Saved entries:
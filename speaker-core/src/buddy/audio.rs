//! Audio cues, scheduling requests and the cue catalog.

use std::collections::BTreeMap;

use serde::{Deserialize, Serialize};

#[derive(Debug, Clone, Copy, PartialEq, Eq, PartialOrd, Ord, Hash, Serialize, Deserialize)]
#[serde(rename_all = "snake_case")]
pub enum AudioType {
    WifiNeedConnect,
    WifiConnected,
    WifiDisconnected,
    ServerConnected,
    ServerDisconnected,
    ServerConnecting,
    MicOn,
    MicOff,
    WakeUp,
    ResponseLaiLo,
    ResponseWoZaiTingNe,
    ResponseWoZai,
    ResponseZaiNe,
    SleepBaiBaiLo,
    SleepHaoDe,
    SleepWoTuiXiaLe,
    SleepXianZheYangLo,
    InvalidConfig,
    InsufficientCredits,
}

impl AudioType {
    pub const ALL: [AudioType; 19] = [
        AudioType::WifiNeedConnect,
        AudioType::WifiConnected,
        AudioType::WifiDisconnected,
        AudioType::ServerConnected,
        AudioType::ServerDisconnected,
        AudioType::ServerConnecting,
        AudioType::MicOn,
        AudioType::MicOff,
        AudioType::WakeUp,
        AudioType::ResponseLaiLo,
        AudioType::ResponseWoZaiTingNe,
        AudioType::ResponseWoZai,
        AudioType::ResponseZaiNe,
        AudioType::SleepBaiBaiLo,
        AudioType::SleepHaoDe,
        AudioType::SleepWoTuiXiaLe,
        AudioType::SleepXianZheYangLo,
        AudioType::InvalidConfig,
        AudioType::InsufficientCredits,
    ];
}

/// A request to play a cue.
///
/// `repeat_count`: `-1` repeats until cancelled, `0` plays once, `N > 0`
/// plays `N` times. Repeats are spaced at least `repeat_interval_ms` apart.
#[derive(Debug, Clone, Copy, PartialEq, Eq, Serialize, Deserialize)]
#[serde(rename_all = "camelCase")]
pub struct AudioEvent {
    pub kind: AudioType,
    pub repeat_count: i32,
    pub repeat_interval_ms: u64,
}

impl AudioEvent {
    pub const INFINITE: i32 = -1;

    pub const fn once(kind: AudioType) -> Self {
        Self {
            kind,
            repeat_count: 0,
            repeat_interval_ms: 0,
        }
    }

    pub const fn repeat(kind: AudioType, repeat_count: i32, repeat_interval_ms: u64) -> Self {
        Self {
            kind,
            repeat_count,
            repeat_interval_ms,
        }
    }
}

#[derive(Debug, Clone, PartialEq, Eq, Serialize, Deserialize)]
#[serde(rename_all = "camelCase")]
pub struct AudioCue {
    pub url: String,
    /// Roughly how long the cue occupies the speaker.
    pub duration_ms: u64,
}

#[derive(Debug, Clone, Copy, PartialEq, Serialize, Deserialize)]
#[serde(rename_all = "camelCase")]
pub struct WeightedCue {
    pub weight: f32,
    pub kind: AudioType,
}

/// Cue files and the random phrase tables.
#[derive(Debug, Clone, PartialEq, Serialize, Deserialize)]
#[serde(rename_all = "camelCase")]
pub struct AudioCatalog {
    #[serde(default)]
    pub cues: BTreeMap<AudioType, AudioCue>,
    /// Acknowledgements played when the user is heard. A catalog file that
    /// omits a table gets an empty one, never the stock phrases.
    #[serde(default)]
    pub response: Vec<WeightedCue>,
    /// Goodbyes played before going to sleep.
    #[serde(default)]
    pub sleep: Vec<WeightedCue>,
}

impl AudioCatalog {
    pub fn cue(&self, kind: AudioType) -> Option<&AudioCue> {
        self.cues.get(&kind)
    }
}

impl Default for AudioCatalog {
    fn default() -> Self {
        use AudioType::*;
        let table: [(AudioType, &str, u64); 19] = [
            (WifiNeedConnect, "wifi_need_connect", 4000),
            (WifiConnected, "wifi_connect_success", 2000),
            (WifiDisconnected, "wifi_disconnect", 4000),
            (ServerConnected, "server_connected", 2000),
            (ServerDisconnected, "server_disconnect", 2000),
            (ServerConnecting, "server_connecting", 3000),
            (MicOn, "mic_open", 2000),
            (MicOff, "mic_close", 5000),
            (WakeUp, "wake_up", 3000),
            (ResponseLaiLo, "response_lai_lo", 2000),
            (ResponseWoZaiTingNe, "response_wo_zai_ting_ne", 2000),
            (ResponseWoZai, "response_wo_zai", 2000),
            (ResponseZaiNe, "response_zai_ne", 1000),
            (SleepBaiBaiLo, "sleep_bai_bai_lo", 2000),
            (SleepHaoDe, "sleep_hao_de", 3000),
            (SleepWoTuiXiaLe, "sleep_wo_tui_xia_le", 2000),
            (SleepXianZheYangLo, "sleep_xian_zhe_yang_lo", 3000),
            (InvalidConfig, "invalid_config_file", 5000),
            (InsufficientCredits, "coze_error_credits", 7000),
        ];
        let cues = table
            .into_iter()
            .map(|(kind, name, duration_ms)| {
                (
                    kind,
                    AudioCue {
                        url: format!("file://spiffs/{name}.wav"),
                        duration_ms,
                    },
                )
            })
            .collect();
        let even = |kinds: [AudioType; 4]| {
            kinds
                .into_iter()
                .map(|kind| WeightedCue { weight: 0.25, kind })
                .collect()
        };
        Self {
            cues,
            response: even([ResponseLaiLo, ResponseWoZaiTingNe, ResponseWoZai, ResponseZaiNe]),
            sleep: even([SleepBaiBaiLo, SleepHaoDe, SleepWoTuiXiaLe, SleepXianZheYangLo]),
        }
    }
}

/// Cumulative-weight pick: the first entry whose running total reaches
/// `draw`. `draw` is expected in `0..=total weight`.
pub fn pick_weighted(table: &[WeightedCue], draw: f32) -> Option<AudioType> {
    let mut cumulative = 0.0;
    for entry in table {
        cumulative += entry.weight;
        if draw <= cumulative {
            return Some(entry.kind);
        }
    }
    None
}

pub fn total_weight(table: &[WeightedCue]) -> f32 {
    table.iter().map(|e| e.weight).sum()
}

[Brief]:
Read through the entries and copy every line that includes "derive".

[Output for this task]:
#[derive(Debug, Clone, Copy, PartialEq, Eq, PartialOrd, Ord, Hash, Serialize, Deserialize)]
#[derive(Debug, Clone, Copy, PartialEq, Eq, Serialize, Deserialize)]
#[derive(Debug, Clone, PartialEq, Eq, Serialize, Deserialize)]
#[derive(Debug, Clone, Copy, PartialEq, Serialize, Deserialize)]
#[derive(Debug, Clone, PartialEq, Serialize, Deserialize)]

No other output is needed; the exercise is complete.